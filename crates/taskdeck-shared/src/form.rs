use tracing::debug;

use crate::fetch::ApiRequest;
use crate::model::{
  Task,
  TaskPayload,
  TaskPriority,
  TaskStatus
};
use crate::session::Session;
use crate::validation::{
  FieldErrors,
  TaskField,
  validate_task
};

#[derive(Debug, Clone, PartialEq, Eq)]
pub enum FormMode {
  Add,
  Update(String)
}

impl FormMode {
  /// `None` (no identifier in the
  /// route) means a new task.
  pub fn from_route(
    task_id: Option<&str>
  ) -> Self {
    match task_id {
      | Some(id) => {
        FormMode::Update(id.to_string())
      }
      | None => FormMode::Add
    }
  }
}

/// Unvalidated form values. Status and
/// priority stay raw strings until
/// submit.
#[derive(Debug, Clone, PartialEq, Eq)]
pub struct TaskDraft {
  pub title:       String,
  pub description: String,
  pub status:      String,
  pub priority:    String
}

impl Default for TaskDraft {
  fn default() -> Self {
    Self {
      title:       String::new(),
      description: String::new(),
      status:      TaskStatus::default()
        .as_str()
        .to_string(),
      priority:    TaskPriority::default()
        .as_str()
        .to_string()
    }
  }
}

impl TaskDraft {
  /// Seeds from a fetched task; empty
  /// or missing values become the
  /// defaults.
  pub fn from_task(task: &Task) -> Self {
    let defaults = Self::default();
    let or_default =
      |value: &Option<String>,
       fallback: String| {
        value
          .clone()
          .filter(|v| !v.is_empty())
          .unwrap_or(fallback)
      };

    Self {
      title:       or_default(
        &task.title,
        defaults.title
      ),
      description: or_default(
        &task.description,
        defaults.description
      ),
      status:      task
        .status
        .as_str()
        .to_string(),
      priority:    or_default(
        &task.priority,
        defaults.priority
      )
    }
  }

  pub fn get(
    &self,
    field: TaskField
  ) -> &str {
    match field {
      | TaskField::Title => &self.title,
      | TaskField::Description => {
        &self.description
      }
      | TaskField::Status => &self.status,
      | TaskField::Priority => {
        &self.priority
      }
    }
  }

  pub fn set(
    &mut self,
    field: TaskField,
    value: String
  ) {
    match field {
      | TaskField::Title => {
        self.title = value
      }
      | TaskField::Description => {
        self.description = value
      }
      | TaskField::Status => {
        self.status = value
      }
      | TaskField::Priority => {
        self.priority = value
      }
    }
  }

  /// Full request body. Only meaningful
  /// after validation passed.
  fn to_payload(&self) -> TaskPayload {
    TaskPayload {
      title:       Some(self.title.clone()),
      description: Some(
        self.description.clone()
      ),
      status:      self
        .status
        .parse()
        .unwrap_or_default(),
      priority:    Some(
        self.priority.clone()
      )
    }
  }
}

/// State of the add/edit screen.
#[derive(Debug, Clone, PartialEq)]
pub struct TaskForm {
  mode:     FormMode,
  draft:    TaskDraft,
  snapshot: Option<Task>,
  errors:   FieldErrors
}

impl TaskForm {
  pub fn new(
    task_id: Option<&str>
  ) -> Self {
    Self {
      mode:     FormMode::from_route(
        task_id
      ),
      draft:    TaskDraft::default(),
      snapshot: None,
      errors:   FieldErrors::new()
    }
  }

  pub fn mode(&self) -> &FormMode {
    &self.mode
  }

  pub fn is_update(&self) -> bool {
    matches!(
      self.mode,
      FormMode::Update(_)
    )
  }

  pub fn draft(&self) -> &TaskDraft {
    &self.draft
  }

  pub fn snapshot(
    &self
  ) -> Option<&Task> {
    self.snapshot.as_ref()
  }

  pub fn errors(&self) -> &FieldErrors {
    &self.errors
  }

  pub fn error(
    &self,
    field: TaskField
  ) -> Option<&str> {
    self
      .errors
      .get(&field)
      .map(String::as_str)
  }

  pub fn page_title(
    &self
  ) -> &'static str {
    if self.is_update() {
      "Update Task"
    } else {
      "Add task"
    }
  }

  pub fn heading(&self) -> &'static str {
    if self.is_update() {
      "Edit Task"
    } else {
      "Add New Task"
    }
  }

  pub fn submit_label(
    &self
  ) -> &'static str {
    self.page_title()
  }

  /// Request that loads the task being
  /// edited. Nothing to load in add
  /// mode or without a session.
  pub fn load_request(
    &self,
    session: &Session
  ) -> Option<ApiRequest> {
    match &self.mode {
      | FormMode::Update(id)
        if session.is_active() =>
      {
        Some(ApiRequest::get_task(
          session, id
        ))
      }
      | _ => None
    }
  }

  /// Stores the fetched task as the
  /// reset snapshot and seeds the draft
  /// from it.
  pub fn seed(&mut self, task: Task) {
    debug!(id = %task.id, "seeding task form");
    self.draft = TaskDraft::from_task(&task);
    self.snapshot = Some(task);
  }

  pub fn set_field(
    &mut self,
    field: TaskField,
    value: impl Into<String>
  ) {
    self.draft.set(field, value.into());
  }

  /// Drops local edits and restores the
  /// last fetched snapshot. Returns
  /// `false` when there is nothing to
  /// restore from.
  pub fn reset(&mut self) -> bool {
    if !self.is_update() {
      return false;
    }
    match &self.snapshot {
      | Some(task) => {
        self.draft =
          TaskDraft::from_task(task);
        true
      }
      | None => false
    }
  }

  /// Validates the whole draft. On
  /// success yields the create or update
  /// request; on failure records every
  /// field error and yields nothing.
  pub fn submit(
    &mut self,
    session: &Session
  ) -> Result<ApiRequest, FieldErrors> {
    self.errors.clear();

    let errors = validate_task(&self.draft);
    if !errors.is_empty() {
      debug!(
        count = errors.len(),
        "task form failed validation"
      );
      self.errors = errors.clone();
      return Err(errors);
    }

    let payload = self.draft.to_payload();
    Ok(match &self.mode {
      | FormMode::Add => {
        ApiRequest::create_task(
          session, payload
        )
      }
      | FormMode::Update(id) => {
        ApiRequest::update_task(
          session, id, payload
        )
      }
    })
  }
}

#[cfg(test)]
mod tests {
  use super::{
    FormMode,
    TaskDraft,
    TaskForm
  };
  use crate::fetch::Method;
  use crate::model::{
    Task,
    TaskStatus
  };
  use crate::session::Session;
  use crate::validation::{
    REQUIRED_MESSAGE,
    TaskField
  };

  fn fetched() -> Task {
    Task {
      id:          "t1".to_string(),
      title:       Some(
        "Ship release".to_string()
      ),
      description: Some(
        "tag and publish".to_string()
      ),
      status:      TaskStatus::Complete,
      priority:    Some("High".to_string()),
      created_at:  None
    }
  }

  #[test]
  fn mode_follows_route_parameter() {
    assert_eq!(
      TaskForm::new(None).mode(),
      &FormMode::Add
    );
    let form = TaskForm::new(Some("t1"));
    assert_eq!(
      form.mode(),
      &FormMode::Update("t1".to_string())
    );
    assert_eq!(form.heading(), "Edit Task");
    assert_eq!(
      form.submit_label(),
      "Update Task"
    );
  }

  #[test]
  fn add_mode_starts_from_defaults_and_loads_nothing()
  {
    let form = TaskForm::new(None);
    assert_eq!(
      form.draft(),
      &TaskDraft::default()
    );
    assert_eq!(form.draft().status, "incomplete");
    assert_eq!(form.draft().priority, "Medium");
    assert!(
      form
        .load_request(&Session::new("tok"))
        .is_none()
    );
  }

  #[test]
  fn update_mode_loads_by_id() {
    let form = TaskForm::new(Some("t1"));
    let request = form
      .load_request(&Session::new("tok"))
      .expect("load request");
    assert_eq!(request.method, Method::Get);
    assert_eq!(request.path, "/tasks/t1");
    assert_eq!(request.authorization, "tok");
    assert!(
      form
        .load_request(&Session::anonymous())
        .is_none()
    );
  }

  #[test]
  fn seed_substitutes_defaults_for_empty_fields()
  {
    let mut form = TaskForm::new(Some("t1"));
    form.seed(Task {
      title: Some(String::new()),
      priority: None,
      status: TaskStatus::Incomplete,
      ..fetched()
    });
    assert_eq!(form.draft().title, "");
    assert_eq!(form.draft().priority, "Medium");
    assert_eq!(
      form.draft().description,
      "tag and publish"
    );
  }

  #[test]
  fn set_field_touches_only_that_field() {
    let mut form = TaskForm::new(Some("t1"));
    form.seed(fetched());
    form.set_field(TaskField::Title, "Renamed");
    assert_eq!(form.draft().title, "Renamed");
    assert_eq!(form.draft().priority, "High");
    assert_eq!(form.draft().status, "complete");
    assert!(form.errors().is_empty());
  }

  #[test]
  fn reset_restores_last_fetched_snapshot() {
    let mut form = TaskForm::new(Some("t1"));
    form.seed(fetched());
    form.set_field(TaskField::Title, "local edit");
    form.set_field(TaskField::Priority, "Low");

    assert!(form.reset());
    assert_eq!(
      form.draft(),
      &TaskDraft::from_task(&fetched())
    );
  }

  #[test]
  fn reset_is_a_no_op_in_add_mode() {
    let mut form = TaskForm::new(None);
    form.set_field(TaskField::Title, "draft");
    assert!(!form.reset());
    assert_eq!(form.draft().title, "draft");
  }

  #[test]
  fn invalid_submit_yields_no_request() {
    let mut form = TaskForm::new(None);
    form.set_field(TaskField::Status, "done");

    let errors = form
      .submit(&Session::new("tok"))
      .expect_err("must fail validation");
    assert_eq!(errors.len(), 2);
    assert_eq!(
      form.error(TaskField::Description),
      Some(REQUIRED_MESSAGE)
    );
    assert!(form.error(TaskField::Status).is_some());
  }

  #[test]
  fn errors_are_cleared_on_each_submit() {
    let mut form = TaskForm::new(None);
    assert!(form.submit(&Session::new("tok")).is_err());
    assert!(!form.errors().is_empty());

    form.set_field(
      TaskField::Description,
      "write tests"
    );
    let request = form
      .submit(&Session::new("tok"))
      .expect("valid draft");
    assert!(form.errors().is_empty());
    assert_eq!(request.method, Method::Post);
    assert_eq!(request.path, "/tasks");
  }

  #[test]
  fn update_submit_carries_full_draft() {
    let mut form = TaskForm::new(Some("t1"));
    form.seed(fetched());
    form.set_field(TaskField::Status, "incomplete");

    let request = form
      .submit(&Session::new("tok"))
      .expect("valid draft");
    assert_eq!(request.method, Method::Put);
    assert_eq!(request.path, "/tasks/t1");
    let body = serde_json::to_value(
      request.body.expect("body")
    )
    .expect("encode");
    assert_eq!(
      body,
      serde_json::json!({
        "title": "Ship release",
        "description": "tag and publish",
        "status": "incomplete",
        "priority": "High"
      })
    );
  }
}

### Work required
Scan the records for the string "TaskDraft". Copy each line in which it appears.

### Written reply
pub struct TaskDraft {
impl Default for TaskDraft {
impl TaskDraft {
  draft:    TaskDraft,
      draft:    TaskDraft::default(),
  pub fn draft(&self) -> &TaskDraft {
    self.draft = TaskDraft::from_task(&task);
          TaskDraft::from_task(task);
    TaskDraft,
      &TaskDraft::default()
      &TaskDraft::from_task(&fetched())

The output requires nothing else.